It also adds some design docs which is a basic overview of what I intend to do, but this is necessarily incomplete, and at times speculative based upon how I hope or imagine it might be made to work.

I don't think it is too far from actually deserializing tests and doing the pass/fail checking, but before going through the trouble of implementing that, it seemed worth doing a fairly complete proof of concept of the serialization format stuff.

The basic goals here have been to keep the syntax fairly noise free while being well typed, I.e. instead of dynamically doing tests and vectors of tests, using a separate extension for the vector of tests. and work well with both raw strings/and escaped strings, for grammars containing quotation marks, newlines, raw strings, etc.

While doing this, I noted that test_files currently only allows a single glob, but when we start dealing with multiple file extensions, we probably are going to need a way to specify multiple globs.

ratmice avatar Jun 13 '25 20:06 ratmice

Let me start with a dumb question: I think what this PR is aiming to do is a way of saying "for a grammar G and an input I, let me write a test for it". And, I think, furthermore it's trying to allow users to say "I'm only going to write a test for a subset of I w.r.t. G"?

ltratt avatar Jun 13 '25 22:06 ltratt

I'm not certain I understand the second part specifically w.r.t subset. But I believe the answer is yes, the overall testing process is this: Edit: (unless you mean subset with regards to the recent clone_and_change_start_rule function in which case the answer is no this doesn't attempt to do anything with passing input to subsets of grammars regarding to start rules, I don't think that is what you meant because you say subset of I rather than subset of G.)

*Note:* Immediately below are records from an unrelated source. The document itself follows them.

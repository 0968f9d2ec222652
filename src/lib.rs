pub mod attachments;
pub mod config;
pub mod db;
pub mod model;
pub mod runner;
pub mod sync;
pub mod workable;
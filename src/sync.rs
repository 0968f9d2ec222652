//! Pull sync: jobs -> per-job candidates -> candidate/application upserts.
//!
//! One run is strictly sequential. Progress is checkpointed to the run ledger
//! and mirrored onto the organization row; everything upserted before a crash
//! is already committed. Cancellation is cooperative and checked before each
//! job and each candidate.

use anyhow::{anyhow, Result};
use chrono::Utc;
use serde_json::Value;
use std::collections::{HashMap, HashSet};
use thiserror::Error;
use tokio_util::sync::CancellationToken;
use tracing::{debug, info, instrument, warn};

use crate::attachments;
use crate::config::Config;
use crate::db::{self, ApplicationUpsert, CandidateUpsert, Pool, RoleUpsert};
use crate::model::{
    LastSyncSummary, ProgressSnapshot, RunCounters, RunPhase, RunStatus, SyncMode,
};
use crate::workable::payload::{
    candidate_id, candidate_stage, extract_email, is_terminal_stage, job_state, job_title,
    render_job_spec, CandidateProfile, JobIdentifiers,
};
use crate::workable::score::extract_workable_score;
use crate::workable::{WorkableApi, WorkableError};

/// One claimed run to execute.
#[derive(Debug, Clone)]
pub struct SyncRequest {
    pub org_id: i64,
    pub run_id: i64,
    pub mode: SyncMode,
    pub job_filter: Option<String>,
}

#[derive(Debug, Clone)]
pub struct SyncOutcome {
    pub status: RunStatus,
    pub counters: RunCounters,
    pub errors: Vec<String>,
}

/// Failure of one job. Only `RateLimited` stops the run.
#[derive(Debug, Error)]
enum JobError {
    #[error("{0}")]
    RateLimited(WorkableError),
    #[error(transparent)]
    Other(#[from] anyhow::Error),
}

impl From<WorkableError> for JobError {
    fn from(err: WorkableError) -> Self {
        if err.is_rate_limited() {
            JobError::RateLimited(err)
        } else {
            JobError::Other(err.into())
        }
    }
}

enum JobFlow {
    Done,
    Cancelled,
}

/// Mutable state of one run.
struct RunState {
    run_id: i64,
    phase: RunPhase,
    counters: RunCounters,
    errors: Vec<String>,
    upserted_candidates: HashSet<i64>,
    details_cache: HashMap<String, Option<Value>>,
    since_checkpoint: u32,
}

impl RunState {
    fn progress(&self) -> ProgressSnapshot {
        ProgressSnapshot {
            run_id: self.run_id,
            phase: self.phase.as_str().to_string(),
            counters: self.counters,
            errors: self.errors.len(),
        }
    }
}

pub struct Orchestrator<'a> {
    pool: &'a Pool,
    api: &'a dyn WorkableApi,
    config: &'a Config,
    cancel: CancellationToken,
}

impl<'a> Orchestrator<'a> {
    pub fn new(
        pool: &'a Pool,
        api: &'a dyn WorkableApi,
        config: &'a Config,
        cancel: CancellationToken,
    ) -> Self {
        Self {
            pool,
            api,
            config,
            cancel,
        }
    }

    /// Execute the run and finalize its ledger row. Only storage failures and
    /// non-rate-limit failures of the job listing (bad token, unreachable
    /// host) are returned as errors; the executor stamps those as `failed`.
    #[instrument(skip_all, fields(org_id = req.org_id, run_id = req.run_id))]
    pub async fn run(&self, req: &SyncRequest) -> Result<SyncOutcome> {
        if req.mode == SyncMode::Full {
            info!("full mode requested; running metadata sync");
        }
        let mut state = RunState {
            run_id: req.run_id,
            phase: RunPhase::ListingJobs,
            counters: RunCounters::default(),
            errors: Vec::new(),
            upserted_candidates: HashSet::new(),
            details_cache: HashMap::new(),
            since_checkpoint: 0,
        };
        db::begin_org_progress(self.pool, req.org_id, Utc::now(), &state.progress()).await?;
        self.checkpoint(req.org_id, &mut state).await?;

        let cancelled = self.sync_jobs(req, &mut state).await?;
        self.finalize(req.org_id, state, cancelled).await
    }

    /// Returns whether the loop was interrupted by cancellation.
    async fn sync_jobs(&self, req: &SyncRequest, state: &mut RunState) -> Result<bool> {
        let mut jobs = match self.api.list_open_jobs().await {
            Ok(jobs) => jobs,
            Err(err) if err.is_rate_limited() => {
                warn!(?err, "rate limited while listing jobs");
                state.errors.push(format!("rate limited while listing jobs: {err}"));
                return Ok(false);
            }
            Err(err) => return Err(anyhow::Error::from(err).context("failed to list Workable jobs")),
        };

        if let Some(filter) = req.job_filter.as_deref() {
            jobs.retain(|job| JobIdentifiers::from_job(job).contains(filter));
        }
        state.counters.jobs_total = jobs.len() as i64;
        info!(jobs = jobs.len(), "jobs listed");

        if jobs.is_empty() {
            let msg = match req.job_filter.as_deref() {
                Some(filter) => format!("no Workable job matched filter '{filter}'"),
                None => "Workable returned no jobs; check that the token has the r_jobs and r_candidates scopes".to_string(),
            };
            state.errors.push(msg);
            return Ok(false);
        }

        for job in &jobs {
            if self.should_stop(state.run_id).await? {
                info!("cancellation requested; stopping before next job");
                return Ok(true);
            }
            match self.sync_job(req.org_id, state, job).await {
                Ok(JobFlow::Done) => state.counters.jobs_processed += 1,
                Ok(JobFlow::Cancelled) => {
                    info!("cancellation requested; stopping mid-job");
                    return Ok(true);
                }
                Err(JobError::RateLimited(err)) => {
                    warn!(?err, "rate limit exhausted; stopping run early");
                    state.errors.push(format!("rate limited: {err}"));
                    return Ok(false);
                }
                Err(JobError::Other(err)) => {
                    let ids = JobIdentifiers::from_job(job);
                    warn!(?err, job = %ids, "job sync failed; continuing");
                    state.errors.push(format!("job {ids}: {err:#}"));
                    state.counters.jobs_processed += 1;
                }
            }
            self.checkpoint(req.org_id, state).await?;
        }
        Ok(false)
    }

    async fn sync_job(
        &self,
        org_id: i64,
        state: &mut RunState,
        job: &Value,
    ) -> Result<JobFlow, JobError> {
        let ids = JobIdentifiers::from_job(job);
        let primary = ids
            .primary()
            .ok_or_else(|| anyhow!("job has no shortcode, id or url"))?
            .to_string();

        let details = self.job_details(state, &ids).await?;
        let merged = merge_job(job, details.as_ref());
        let title = job_title(&merged).unwrap_or_else(|| format!("Job {primary}"));
        let spec = render_job_spec(&title, &merged);
        let spec_path =
            match attachments::write_job_spec(&self.config.app.data_dir, org_id, &primary, &spec)
                .await
            {
                Ok(path) => Some(path.to_string_lossy().into_owned()),
                Err(err) => {
                    warn!(?err, job = %ids, "failed to write job spec file");
                    None
                }
            };
        let remote_state = job_state(&merged);
        let role_id = db::upsert_role(
            self.pool,
            &RoleUpsert {
                organization_id: org_id,
                identifiers: &ids,
                name: &title,
                remote_state: remote_state.as_deref(),
                job_spec_text: Some(&spec),
                job_spec_file_path: spec_path.as_deref(),
            },
        )
        .await?;
        debug!(job = %ids, role_id, "role upserted");

        state.phase = RunPhase::ListingCandidates;
        self.checkpoint(org_id, state).await?;
        let max_pages = self.config.sync.candidate_max_pages.map(|p| p as usize);
        let candidates = self.api.list_job_candidates(&ids, true, max_pages).await?;
        debug!(job = %ids, count = candidates.len(), "candidates listed");

        state.phase = RunPhase::SyncingCandidate;
        self.checkpoint(org_id, state).await?;
        for candidate in &candidates {
            if self.should_stop(state.run_id).await? {
                return Ok(JobFlow::Cancelled);
            }
            state.counters.candidates_seen += 1;
            self.sync_candidate(org_id, role_id, state, candidate).await?;

            state.since_checkpoint += 1;
            if state.since_checkpoint >= self.config.sync.checkpoint_every {
                self.checkpoint(org_id, state).await?;
            }
        }
        Ok(JobFlow::Done)
    }

    async fn sync_candidate(
        &self,
        org_id: i64,
        role_id: i64,
        state: &mut RunState,
        candidate: &Value,
    ) -> Result<(), JobError> {
        let external_id = candidate_id(candidate);
        if is_terminal_stage(candidate) {
            debug!(candidate = ?external_id, "skipping candidate in terminal stage");
            return Ok(());
        }
        let Some(email) = extract_email(candidate) else {
            debug!(candidate = ?external_id, "skipping candidate without email");
            return Ok(());
        };

        let profile = CandidateProfile::from_payload(candidate);
        let candidate_row = db::upsert_candidate(
            self.pool,
            &CandidateUpsert {
                organization_id: org_id,
                external_candidate_id: external_id.as_deref(),
                email: &email,
                profile: &profile,
            },
        )
        .await?;
        if state.upserted_candidates.insert(candidate_row) {
            state.counters.candidates_upserted += 1;
        }

        let ratings = match (&external_id, self.config.sync.fetch_ratings) {
            (Some(id), true) => self.api.get_candidate_ratings(id).await,
            _ => None,
        };
        let score = extract_workable_score(candidate, ratings.as_ref());
        let stage = candidate_stage(candidate);
        db::upsert_application(
            self.pool,
            &ApplicationUpsert {
                organization_id: org_id,
                candidate_id: candidate_row,
                role_id,
                stage: stage.as_deref(),
                score: score.as_ref(),
            },
        )
        .await?;
        state.counters.applications_upserted += 1;
        Ok(())
    }

    /// Details are fetched once per job; every identifier alias shares the
    /// cached result.
    async fn job_details(
        &self,
        state: &mut RunState,
        ids: &JobIdentifiers,
    ) -> Result<Option<Value>, JobError> {
        if let Some(hit) = ids.iter().find_map(|id| state.details_cache.get(id)) {
            return Ok(hit.clone());
        }
        let details = self.api.get_job_details(ids).await?;
        for id in ids.iter() {
            state.details_cache.insert(id.to_string(), details.clone());
        }
        Ok(details)
    }

    /// Fresh read of the durable cancel stamp, plus the in-process token.
    async fn should_stop(&self, run_id: i64) -> Result<bool> {
        if self.cancel.is_cancelled() {
            return Ok(true);
        }
        db::run_cancel_requested(self.pool, run_id).await
    }

    async fn checkpoint(&self, org_id: i64, state: &mut RunState) -> Result<()> {
        state.since_checkpoint = 0;
        db::checkpoint_run(
            self.pool,
            state.run_id,
            state.phase.as_str(),
            &state.counters,
            &state.errors,
        )
        .await?;
        db::update_org_progress(self.pool, org_id, &state.progress()).await
    }

    async fn finalize(&self, org_id: i64, state: RunState, cancelled: bool) -> Result<SyncOutcome> {
        let status = if cancelled {
            RunStatus::Cancelled
        } else if state.errors.is_empty() {
            RunStatus::Success
        } else {
            RunStatus::Partial
        };
        let stamped =
            db::finish_run(self.pool, state.run_id, status, &state.counters, &state.errors)
                .await?;
        if !stamped {
            warn!("run was already finalized elsewhere");
        }
        db::clear_org_progress(self.pool, org_id).await?;
        db::write_last_sync(
            self.pool,
            org_id,
            Utc::now(),
            &LastSyncSummary {
                run_id: state.run_id,
                status,
                counters: state.counters,
                errors: state.errors.len(),
            },
        )
        .await?;
        info!(
            status = status.as_str(),
            jobs = state.counters.jobs_processed,
            candidates = state.counters.candidates_upserted,
            applications = state.counters.applications_upserted,
            errors = state.errors.len(),
            "sync finished"
        );
        Ok(SyncOutcome {
            status,
            counters: state.counters,
            errors: state.errors,
        })
    }
}

/// Listing entry overlaid with non-null detail fields.
fn merge_job(listing: &Value, details: Option<&Value>) -> Value {
    let mut merged = listing.clone();
    if let (Some(base), Some(Value::Object(extra))) = (merged.as_object_mut(), details) {
        for (k, v) in extra {
            if !v.is_null() {
                base.insert(k.clone(), v.clone());
            }
        }
    }
    merged
}

#[cfg(test)]
mod tests {
    use super::*;
    use serde_json::json;

    #[test]
    fn merge_prefers_detail_fields() {
        let listing = json!({ "shortcode": "AB12", "title": "Eng", "state": "published" });
        let details = json!({ "title": "Engineer", "description": "<p>x</p>", "state": null });
        let merged = merge_job(&listing, Some(&details));
        assert_eq!(merged["title"], "Engineer");
        assert_eq!(merged["state"], "published");
        assert_eq!(merged["description"], "<p>x</p>");
        assert_eq!(merge_job(&listing, None), listing);
    }

    #[test]
    fn only_rate_limit_is_fatal_for_the_run() {
        let rl: JobError = WorkableError::RateLimited { path: "/x".into() }.into();
        assert!(matches!(rl, JobError::RateLimited(_)));
        let other: JobError = WorkableError::InvalidUrl("bad".into()).into();
        assert!(matches!(other, JobError::Other(_)));
    }
}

  1. Build an RTParserBuilder from the parser
  2. Read the .grmtest, or .grmtests file,
  3. For each GrammarTest pass the input field to the RTParserBuilder in step 1. Compare the output of parse_map building an ASTRepr to the fields of the GrammarTest deserialized in step 2 using the following:
    • If GrammarTest.pass is true and GrammarTest.ast.is_none(), check that the return value errors.is_empty()
    • If GrammarTest.pass is false and GrammarTest.errors.is_none() check that the returned errors match the errors field.
    • If GrammarTest.pass is true and GrammarTest.ast.is_some() check that the ASTRepr built by parse_map matches the Some(GrammarTest.ast).
    • If GrammarTest.pass is false and GrammarTest.errors.is_some() check that the errors returned by parse_map matches GrammarTest.errors.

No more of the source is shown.